How does photosynthetic rate drop as E drops from water stress?

~/pecanpro 8 Nov. 08

 

In the simulations done recently, I found what changes in PS capacity (Vcmax25) would cause various fractional drops in E (that is, E/E0). I did other simulations to find what changes in Ball-Berry slope (mBB) would cause these fractional drops.

 

A good question is, How does actual photosynthetic rate change as E changes? I took the simulation data and plotted the fractional change in A (A/A0) vs. the fractional change in E (E/E0).

 

The first set of simulations were done with a moderate value of the Ball-Berry intercept (bBB = 0.02 mol m-2 s-1). This value of bBB caused a high residual E/E0 when PS capacity dropped to zero.

 

Here are the plots for A/A0 vs. E/E0. The first plot shows the changes when they are driven by decreases in Vcmax25:

 

 

This second plot shows the same when stress changes mBB in order to cut transpiration:

 

 

Interpretations:

Obviously, the stress response via stomatal control is "much kinder" to actual photosynthetic rate, A, than is the stress response via decreasing PS capacity.

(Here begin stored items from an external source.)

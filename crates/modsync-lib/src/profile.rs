use crate::error::UpdateError;
use crate::models::CompatibilityTags;
use anyhow::Context;
use async_trait::async_trait;
use serde::{Deserialize, Serialize};
use std::path::{Path, PathBuf};
use tokio::fs;

const PROFILE_FILENAME: &str = "profile.json";
const REGISTRY_FILENAME: &str = "mod_registry.json";

/// An isolated installation context: its own mods directory, registry and
/// compatibility tags.
#[derive(Debug, Clone, PartialEq, Eq)]
pub struct Profile {
    pub id: String,

    /// Root directory of the profile (registry, backups, scratch space)
    pub path: PathBuf,

    /// Directory holding the installed mod files
    pub install_dir: PathBuf,

    pub compatibility: CompatibilityTags,
}

impl Profile {
    pub fn new(
        id: impl Into<String>,
        path: impl Into<PathBuf>,
        compatibility: CompatibilityTags,
    ) -> Self {
        let path = path.into();
        Self {
            id: id.into(),
            install_dir: path.join("mods"),
            path,
            compatibility,
        }
    }

    pub fn with_install_dir(mut self, install_dir: impl Into<PathBuf>) -> Self {
        self.install_dir = install_dir.into();
        self
    }

    pub fn backup_dir(&self) -> PathBuf {
        self.path.join("backups")
    }

    /// Scratch space for in-flight downloads
    pub fn work_dir(&self) -> PathBuf {
        self.path.join("tmp")
    }

    pub fn registry_path(&self) -> PathBuf {
        self.path.join(REGISTRY_FILENAME)
    }
}

/// Resolves profile ids to profiles.
#[async_trait]
pub trait ProfileManager: Send + Sync {
    async fn profile(&self, id: &str) -> Result<Profile, UpdateError>;

    fn profile_path(&self, id: &str) -> PathBuf;
}

/// On-disk shape of `profile.json`.
#[derive(Debug, Clone, Serialize, Deserialize)]
struct ProfileFile {
    game_version: String,
    loader: String,
    /// Relative paths are resolved against the profile directory
    #[serde(default)]
    install_dir: Option<PathBuf>,
}

/// Profiles stored as `<root>/<id>/profile.json`.
pub struct DirectoryProfileManager {
    root: PathBuf,
}

impl DirectoryProfileManager {
    pub fn new(root: impl Into<PathBuf>) -> Self {
        Self { root: root.into() }
    }

    pub fn root(&self) -> &Path {
        &self.root
    }

    /// Create (or overwrite) a profile definition and its directories.
    pub async fn create(
        &self,
        id: &str,
        compatibility: CompatibilityTags,
        install_dir: Option<PathBuf>,
    ) -> anyhow::Result<Profile> {
        let dir = self.profile_path(id);
        fs::create_dir_all(&dir)
            .await
            .with_context(|| format!("Create profile dir {:?}", dir))?;

        let file = ProfileFile {
            game_version: compatibility.game_version.clone(),
            loader: compatibility.loader.clone(),
            install_dir,
        };
        let json = serde_json::to_string_pretty(&file)?;
        fs::write(dir.join(PROFILE_FILENAME), json)
            .await
            .with_context(|| format!("Write profile {}", id))?;

        let profile = Self::resolve(id, dir, file);
        fs::create_dir_all(&profile.install_dir)
            .await
            .with_context(|| format!("Create install dir {:?}", profile.install_dir))?;
        log::info!("[Profiles] Created profile {} ({})", id, profile.compatibility);
        Ok(profile)
    }

    pub async fn list(&self) -> anyhow::Result<Vec<String>> {
        let mut ids = Vec::new();
        if !self.root.exists() {
            return Ok(ids);
        }
        let mut entries = fs::read_dir(&self.root)
            .await
            .with_context(|| format!("Read profiles dir {:?}", self.root))?;
        while let Some(entry) = entries.next_entry().await? {
            if entry.path().join(PROFILE_FILENAME).exists() {
                ids.push(entry.file_name().to_string_lossy().into_owned());
            }
        }
        ids.sort();
        Ok(ids)
    }

    fn resolve(id: &str, dir: PathBuf, file: ProfileFile) -> Profile {
        let compatibility = CompatibilityTags::new(file.game_version, file.loader);
        let profile = Profile::new(id, dir.clone(), compatibility);
        match file.install_dir {
            Some(custom) if custom.is_absolute() => profile.with_install_dir(custom),
            Some(custom) => profile.with_install_dir(dir.join(custom)),
            None => profile,
        }
    }
}

#[async_trait]
impl ProfileManager for DirectoryProfileManager {
    async fn profile(&self, id: &str) -> Result<Profile, UpdateError> {
        let dir = self.profile_path(id);
        let path = dir.join(PROFILE_FILENAME);
        let contents = match fs::read_to_string(&path).await {
            Ok(contents) => contents,
            Err(e) if e.kind() == std::io::ErrorKind::NotFound => {
                return Err(UpdateError::ProfileNotFound { id: id.to_string() });
            }
            Err(e) => {
                return Err(UpdateError::fs(
                    crate::error::UpdateStep::Scan,
                    anyhow::Error::new(e).context(format!("Read profile {:?}", path)),
                ));
            }
        };

        let file: ProfileFile = serde_json::from_str(&contents).map_err(|e| {
            UpdateError::fs(
                crate::error::UpdateStep::Scan,
                anyhow::Error::new(e).context(format!("Parse profile {:?}", path)),
            )
        })?;

        Ok(Self::resolve(id, dir, file))
    }

    fn profile_path(&self, id: &str) -> PathBuf {
        self.root.join(id)
    }
}

#[cfg(test)]
mod tests {
    use super::*;

    #[test]
    fn derived_paths_live_under_profile_root() {
        let profile = Profile::new("survival", "/data/survival", CompatibilityTags::new("1.20.1", "fabric"));
        assert_eq!(profile.install_dir, PathBuf::from("/data/survival/mods"));
        assert_eq!(profile.backup_dir(), PathBuf::from("/data/survival/backups"));
        assert_eq!(profile.work_dir(), PathBuf::from("/data/survival/tmp"));
        assert_eq!(
            profile.registry_path(),
            PathBuf::from("/data/survival/mod_registry.json")
        );
    }

    #[tokio::test]
    async fn create_then_resolve() -> anyhow::Result<()> {
        let dir = tempfile::tempdir()?;
        let manager = DirectoryProfileManager::new(dir.path());

        let created = manager
            .create("creative", CompatibilityTags::new("1.21.1", "NeoForge"), None)
            .await?;
        let loaded = manager.profile("creative").await?;

        assert_eq!(created, loaded);
        assert_eq!(loaded.compatibility.loader, "neoforge");
        assert!(loaded.install_dir.is_dir());
        assert_eq!(manager.list().await?, vec!["creative".to_string()]);
        Ok(())
    }

    #[tokio::test]
    async fn relative_install_dir_is_resolved() -> anyhow::Result<()> {
        let dir = tempfile::tempdir()?;
        let manager = DirectoryProfileManager::new(dir.path());
        manager
            .create(
                "server",
                CompatibilityTags::new("1.20.1", "fabric"),
                Some(PathBuf::from("game/mods")),
            )
            .await?;

        let profile = manager.profile("server").await?;
        assert_eq!(profile.install_dir, dir.path().join("server").join("game/mods"));
        Ok(())
    }

    #[tokio::test]
    async fn unknown_profile_is_reported() {
        let dir = tempfile::tempdir().expect("tempdir");
        let manager = DirectoryProfileManager::new(dir.path());
        let err = manager.profile("nope").await.unwrap_err();
        assert_eq!(err, UpdateError::ProfileNotFound { id: "nope".into() });
    }
}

Also, the relative changes look close to universal, that is, nearly the same for different environmental conditions

Recall the key:

28/0.3/1000 is the base case for 28C (air T, long-time avg. air T to which the leaf acclimated, and T of surrounding veg.), 0.3 = 30% relative humidity, and a light level of 1000 micromol m-2 s-1, half of full sun = avg. value of randomly oriented leaves)

20/0.3/1000 is at lower T (20C 0 but same relative humidity and same light level.

28/0.5/1000 is at the original T but higher relative humidity, and the same light level.

28/0.3/600 is at the original T and relative humidity, but at a lower light level.

 

This brings up the question of how the water-use efficiency changes in both kinds of stress responses. The relative WUE (WUE/WUE0) is easily calculated as (A/A0)/(E/E0). Here is the plot for changes achieved by changes in PS capacity:

 

Clearly, WUE drops, and rather drastically at high stress. This is because photosynthesis cuts back faster than does E.

 

The case of changes in E driven by changes in Ball-Berry slope is a big contrast:

 

 

Yes, WUE rises with stress, which is the classic (short-term) response. The behavior is still fairly close among different environmental conditions.

 

A big question is ecological and evolutionary: If WUE rises with stress when stomatal control is the means of controlling E, but it drops when changes in photosynthetic capacity are used to control E, why does the latter response ever occur? It appears to be maladaptive. My only guess at the moment is that it might lead to better use of nitrogen in the plant not in the leaves that display this change, but in new leaves that come out after the stress ends, leaves that will get N that has been moved out of the stressed leaves. I hope to look for the balance between the two stress responses in long-term datasets at FluxNet sites.

 

 

The results are a bit "better" for both A and WUE when the leaf has a smaller residual conductance (bBB = 0.005 mol m-2 s-1):

 

Here is the plot of A/A0 vs. E/E0, when decreased E is driven by changes in PS capacity:

 

The intercept is a bit more favorable, but still disadvantageous. Also, the behavior is not as close to universal.

 

Here is the plot for changes in WUE:

 

 

The drop in WUE is less drastic for the first environmental condition, but almost unchanged for the other conditions.

 

Here are the changes when the Ball-Berry slope is changing under stress:

 

It looks similar to that for a larger residual stomatal conductance.